Please output the full listing, character for character.

## [Information provided]
• • • • • • •

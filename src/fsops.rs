//! Filesystem calls taking canonical UTF-8 paths.
//!
//! One wrapper per OS call the host routes through the boundary. Paths going
//! in are canonical text; names coming back out are converted to canonical
//! form before the host sees them.

use std::ffi::OsStr;
use std::fs::{self, File};
use std::path::Path;

use crate::errors::{Error, Result};

/// Convert an OS string produced by the filesystem back to canonical UTF-8.
/// Names outside Unicode are decoded from the ambient locale where the OS
/// hands out raw bytes; an undecodable name is an error.
pub fn os_to_canonical(name: &OsStr) -> Result<String> {
    if let Some(s) = name.to_str() {
        return Ok(s.to_owned());
    }
    #[cfg(unix)]
    {
        use std::os::unix::ffi::OsStrExt;
        let decoded = crate::locale::decode_native(name.as_bytes())?;
        String::from_utf8(decoded).map_err(|_| Error::Encoding {
            context: "locale decode produced invalid UTF-8",
        })
    }
    #[cfg(not(unix))]
    Err(Error::Encoding {
        context: "file name is not valid Unicode",
    })
}

/// File-type tag reported by [`listdir`].
#[derive(Debug, Clone, Copy, PartialEq, Eq)]
pub enum EntryKind {
    File,
    Dir,
    Symlink,
    Other,
}

impl EntryKind {
    fn of(file_type: fs::FileType) -> Self {
        if file_type.is_symlink() {
            EntryKind::Symlink
        } else if file_type.is_dir() {
            EntryKind::Dir
        } else if file_type.is_file() {
            EntryKind::File
        } else {
            EntryKind::Other
        }
    }

    /// The S_IFMT-style mode bits for this kind.
    pub fn mode_bits(self) -> i64 {
        match self {
            EntryKind::Dir => 0o040000,
            EntryKind::File => 0o100000,
            EntryKind::Symlink => 0o120000,
            EntryKind::Other => 0,
        }
    }
}

/// One row of a [`listdir`] result.
#[derive(Debug)]
pub struct DirEntry {
    pub name: String,
    pub kind: EntryKind,
    pub stat: Option<fs::Metadata>,
}

/// Sorted listing of a directory.
///
/// Entries come back ordered by name, each with its kind and, when
/// `want_stat` is set, the lstat metadata. If an entry named `skip` turns
/// out to be a directory the whole listing is empty; callers use that to
/// prune nested repositories in a single pass.
pub fn listdir(path: &str, want_stat: bool, skip: Option<&str>) -> Result<Vec<DirEntry>> {
    let mut names = Vec::new();
    for entry in fs::read_dir(path)? {
        names.push(os_to_canonical(&entry?.file_name())?);
    }
    names.sort();

    let mut result = Vec::with_capacity(names.len());
    for name in names {
        let stat = fs::symlink_metadata(Path::new(path).join(&name))?;
        let kind = EntryKind::of(stat.file_type());
        if skip == Some(name.as_str()) && kind == EntryKind::Dir {
            return Ok(Vec::new());
        }
        result.push(DirEntry {
            name,
            kind,
            stat: want_stat.then_some(stat),
        });
    }
    Ok(result)
}

/// stat() for a canonical path.
pub fn stat(path: &str) -> Result<fs::Metadata> {
    Ok(fs::metadata(path)?)
}

/// lstat() for a canonical path.
pub fn lstat(path: &str) -> Result<fs::Metadata> {
    Ok(fs::symlink_metadata(path)?)
}

pub fn exists(path: &str) -> bool {
    Path::new(path).exists()
}

pub fn is_dir(path: &str) -> bool {
    Path::new(path).is_dir()
}

pub fn is_symlink(path: &str) -> bool {
    fs::symlink_metadata(path)
        .map(|m| m.file_type().is_symlink())
        .unwrap_or(false)
}

pub fn unlink(path: &str) -> Result<()> {
    Ok(fs::remove_file(path)?)
}

pub fn rename(from: &str, to: &str) -> Result<()> {
    Ok(fs::rename(from, to)?)
}

pub fn mkdir(path: &str) -> Result<()> {
    Ok(fs::create_dir(path)?)
}

/// mkdir -p.
pub fn makedirs(path: &str) -> Result<()> {
    Ok(fs::create_dir_all(path)?)
}

/// Remove `path`, then every parent that is left empty.
pub fn removedirs(path: &str) -> Result<()> {
    fs::remove_dir(path)?;
    let mut current = Path::new(path);
    while let Some(parent) = current.parent() {
        if parent.as_os_str().is_empty() || fs::remove_dir(parent).is_err() {
            break;
        }
        current = parent;
    }
    Ok(())
}

#[cfg(unix)]
pub fn chmod(path: &str, mode: u32) -> Result<()> {
    use std::os::unix::fs::PermissionsExt;
    Ok(fs::set_permissions(path, fs::Permissions::from_mode(mode))?)
}

/// On the console-API platform only the write bit is honored.
#[cfg(windows)]
pub fn chmod(path: &str, mode: u32) -> Result<()> {
    let mut perm = fs::metadata(path)?.permissions();
    perm.set_readonly(mode & 0o200 == 0);
    Ok(fs::set_permissions(path, perm)?)
}

pub fn copy_file(from: &str, to: &str) -> Result<()> {
    fs::copy(from, to)?;
    Ok(())
}

/// Copy permission bits only, the second half of a copy.
pub fn copy_mode(from: &str, to: &str) -> Result<()> {
    let perm = fs::metadata(from)?.permissions();
    Ok(fs::set_permissions(to, perm)?)
}

/// Open for reading.
pub fn open(path: &str) -> Result<File> {
    Ok(File::open(path)?)
}

/// The working directory as a canonical path.
pub fn getcwd() -> Result<String> {
    os_to_canonical(std::env::current_dir()?.as_os_str())
}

• • • • • • •

## [Task answer]
filename src/fsops.rs
//! Filesystem calls taking canonical UTF-8 paths.
//!
//! One wrapper per OS call the host routes through the boundary. Paths going
//! in are canonical text; names coming back out are converted to canonical
//! form before the host sees them.

use std::ffi::OsStr;
use std::fs::{self, File};
use std::path::Path;

use crate::errors::{Error, Result};

/// Convert an OS string produced by the filesystem back to canonical UTF-8.
/// Names outside Unicode are decoded from the ambient locale where the OS
/// hands out raw bytes; an undecodable name is an error.
pub fn os_to_canonical(name: &OsStr) -> Result<String> {
    if let Some(s) = name.to_str() {
        return Ok(s.to_owned());
    }
    #[cfg(unix)]
    {
        use std::os::unix::ffi::OsStrExt;
        let decoded = crate::locale::decode_native(name.as_bytes())?;
        String::from_utf8(decoded).map_err(|_| Error::Encoding {
            context: "locale decode produced invalid UTF-8",
        })
    }
    #[cfg(not(unix))]
    Err(Error::Encoding {
        context: "file name is not valid Unicode",
    })
}

/// File-type tag reported by [`listdir`].
#[derive(Debug, Clone, Copy, PartialEq, Eq)]
pub enum EntryKind {
    File,
    Dir,
    Symlink,
    Other,
}

impl EntryKind {
    fn of(file_type: fs::FileType) -> Self {
        if file_type.is_symlink() {
            EntryKind::Symlink
        } else if file_type.is_dir() {
            EntryKind::Dir
        } else if file_type.is_file() {
            EntryKind::File
        } else {
            EntryKind::Other
        }
    }

    /// The S_IFMT-style mode bits for this kind.
    pub fn mode_bits(self) -> i64 {
        match self {
            EntryKind::Dir => 0o040000,
            EntryKind::File => 0o100000,
            EntryKind::Symlink => 0o120000,
            EntryKind::Other => 0,
        }
    }
}

/// One row of a [`listdir`] result.
#[derive(Debug)]
pub struct DirEntry {
    pub name: String,
    pub kind: EntryKind,
    pub stat: Option<fs::Metadata>,
}

/// Sorted listing of a directory.
///
/// Entries come back ordered by name, each with its kind and, when
/// `want_stat` is set, the lstat metadata. If an entry named `skip` turns
/// out to be a directory the whole listing is empty; callers use that to
/// prune nested repositories in a single pass.
pub fn listdir(path: &str, want_stat: bool, skip: Option<&str>) -> Result<Vec<DirEntry>> {
    let mut names = Vec::new();
    for entry in fs::read_dir(path)? {
        names.push(os_to_canonical(&entry?.file_name())?);
    }
    names.sort();

    let mut result = Vec::with_capacity(names.len());
    for name in names {
        let stat = fs::symlink_metadata(Path::new(path).join(&name))?;
        let kind = EntryKind::of(stat.file_type());
        if skip == Some(name.as_str()) && kind == EntryKind::Dir {
            return Ok(Vec::new());
        }
        result.push(DirEntry {
            name,
            kind,
            stat: want_stat.then_some(stat),
        });
    }
    Ok(result)
}

/// stat() for a canonical path.
pub fn stat(path: &str) -> Result<fs::Metadata> {
    Ok(fs::metadata(path)?)
}

/// lstat() for a canonical path.
pub fn lstat(path: &str) -> Result<fs::Metadata> {
    Ok(fs::symlink_metadata(path)?)
}

pub fn exists(path: &str) -> bool {
    Path::new(path).exists()
}

pub fn is_dir(path: &str) -> bool {
    Path::new(path).is_dir()
}

pub fn is_symlink(path: &str) -> bool {
    fs::symlink_metadata(path)
        .map(|m| m.file_type().is_symlink())
        .unwrap_or(false)
}

pub fn unlink(path: &str) -> Result<()> {
    Ok(fs::remove_file(path)?)
}

pub fn rename(from: &str, to: &str) -> Result<()> {
    Ok(fs::rename(from, to)?)
}

pub fn mkdir(path: &str) -> Result<()> {
    Ok(fs::create_dir(path)?)
}

/// mkdir -p.
pub fn makedirs(path: &str) -> Result<()> {
    Ok(fs::create_dir_all(path)?)
}

/// Remove `path`, then every parent that is left empty.
pub fn removedirs(path: &str) -> Result<()> {
    fs::remove_dir(path)?;
    let mut current = Path::new(path);
    while let Some(parent) = current.parent() {
        if parent.as_os_str().is_empty() || fs::remove_dir(parent).is_err() {
            break;
        }
        current = parent;
    }
    Ok(())
}

#[cfg(unix)]
pub fn chmod(path: &str, mode: u32) -> Result<()> {
    use std::os::unix::fs::PermissionsExt;
    Ok(fs::set_permissions(path, fs::Permissions::from_mode(mode))?)
}

/// On the console-API platform only the write bit is honored.
#[cfg(windows)]
pub fn chmod(path: &str, mode: u32) -> Result<()> {
    let mut perm = fs::metadata(path)?.permissions();
    perm.set_readonly(mode & 0o200 == 0);
    Ok(fs::set_permissions(path, perm)?)
}

pub fn copy_file(from: &str, to: &str) -> Result<()> {
    fs::copy(from, to)?;
    Ok(())
}

/// Copy permission bits only, the second half of a copy.
pub fn copy_mode(from: &str, to: &str) -> Result<()> {
    let perm = fs::metadata(from)?.permissions();
    Ok(fs::set_permissions(to, perm)?)
}

/// Open for reading.
pub fn open(path: &str) -> Result<File> {
    Ok(File::open(path)?)
}

/// The working directory as a canonical path.
pub fn getcwd() -> Result<String> {
    os_to_canonical(std::env::current_dir()?.as_os_str())
}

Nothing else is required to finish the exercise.